Extracted records:
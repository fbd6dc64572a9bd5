//! `sqlx::PgListener` sessions.

use super::{ListenConnector, ListenSession, Notification};
use crate::config::PoolConfig;
use crate::db::postgres::PgDriver;
use crate::error::{DbError, DbResult};
use async_trait::async_trait;
use sqlx::postgres::{PgConnectOptions, PgListener, PgPoolOptions};

/// Opens one dedicated connection per session.
#[derive(Debug, Clone)]
pub struct PgListenConnector {
    options: PgConnectOptions,
}

impl PgListenConnector {
    pub fn new(options: PgConnectOptions) -> Self {
        Self { options }
    }

    pub fn from_config(config: &PoolConfig) -> DbResult<Self> {
        Ok(Self::new(PgDriver::connect_options(config)?))
    }

    pub fn from_url(url: &str) -> DbResult<Self> {
        Self::from_config(&PoolConfig::parse(url)?)
    }
}

#[async_trait]
impl ListenConnector for PgListenConnector {
    async fn connect(&self) -> DbResult<Box<dyn ListenSession>> {
        // Single-connection pool owned by the listener, never shared with queries.
        let pool = PgPoolOptions::new()
            .max_connections(1)
            .connect_lazy_with(self.options.clone());
        let listener = PgListener::connect_with(&pool).await?;
        Ok(Box::new(PgListenSession { listener }))
    }
}

pub struct PgListenSession {
    listener: PgListener,
}

#[async_trait]
impl ListenSession for PgListenSession {
    async fn listen(&mut self, channel: &str) -> DbResult<()> {
        self.listener.listen(channel).await?;
        Ok(())
    }

    async fn recv(&mut self) -> DbResult<Notification> {
        // `try_recv` yields None when the connection dropped. Reconnecting is
        // the subscription's job, so report it instead of letting sqlx retry.
        match self.listener.try_recv().await? {
            Some(notification) => Ok(Notification {
                channel: notification.channel().to_string(),
                payload: notification.payload().to_string(),
                process_id: notification.process_id(),
            }),
            None => Err(DbError::connection(
                "LISTEN connection lost",
                "Check database server status; the subscription reconnects automatically",
            )),
        }
    }
}

impl std::fmt::Debug for PgListenSession {
    fn fmt(&self, f: &mut std::fmt::Formatter<'_>) -> std::fmt::Result {
        f.debug_struct("PgListenSession").finish_non_exhaustive()
    }
}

Task objective: Return all of the data above verbatim.

Solution for this problem:
repository fbd6dc64572a9bd5
//! `sqlx::PgListener` sessions.

use super::{ListenConnector, ListenSession, Notification};
use crate::config::PoolConfig;
use crate::db::postgres::PgDriver;
use crate::error::{DbError, DbResult};
use async_trait::async_trait;
use sqlx::postgres::{PgConnectOptions, PgListener, PgPoolOptions};

/// Opens one dedicated connection per session.
#[derive(Debug, Clone)]
pub struct PgListenConnector {
    options: PgConnectOptions,
}

impl PgListenConnector {
    pub fn new(options: PgConnectOptions) -> Self {
        Self { options }
    }

    pub fn from_config(config: &PoolConfig) -> DbResult<Self> {
        Ok(Self::new(PgDriver::connect_options(config)?))
    }

    pub fn from_url(url: &str) -> DbResult<Self> {
        Self::from_config(&PoolConfig::parse(url)?)
    }
}

#[async_trait]
impl ListenConnector for PgListenConnector {
    async fn connect(&self) -> DbResult<Box<dyn ListenSession>> {
        // Single-connection pool owned by the listener, never shared with queries.
        let pool = PgPoolOptions::new()
            .max_connections(1)
            .connect_lazy_with(self.options.clone());
        let listener = PgListener::connect_with(&pool).await?;
        Ok(Box::new(PgListenSession { listener }))
    }
}

pub struct PgListenSession {
    listener: PgListener,
}

#[async_trait]
impl ListenSession for PgListenSession {
    async fn listen(&mut self, channel: &str) -> DbResult<()> {
        self.listener.listen(channel).await?;
        Ok(())
    }

    async fn recv(&mut self) -> DbResult<Notification> {
        // `try_recv` yields None when the connection dropped. Reconnecting is
        // the subscription's job, so report it instead of letting sqlx retry.
        match self.listener.try_recv().await? {
            Some(notification) => Ok(Notification {
                channel: notification.channel().to_string(),
                payload: notification.payload().to_string(),
                process_id: notification.process_id(),
            }),
            None => Err(DbError::connection(
                "LISTEN connection lost",
                "Check database server status; the subscription reconnects automatically",
            )),
        }
    }
}

impl std::fmt::Debug for PgListenSession {
    fn fmt(&self, f: &mut std::fmt::Formatter<'_>) -> std::fmt::Result {
        f.debug_struct("PgListenSession").finish_non_exhaustive()
    }
}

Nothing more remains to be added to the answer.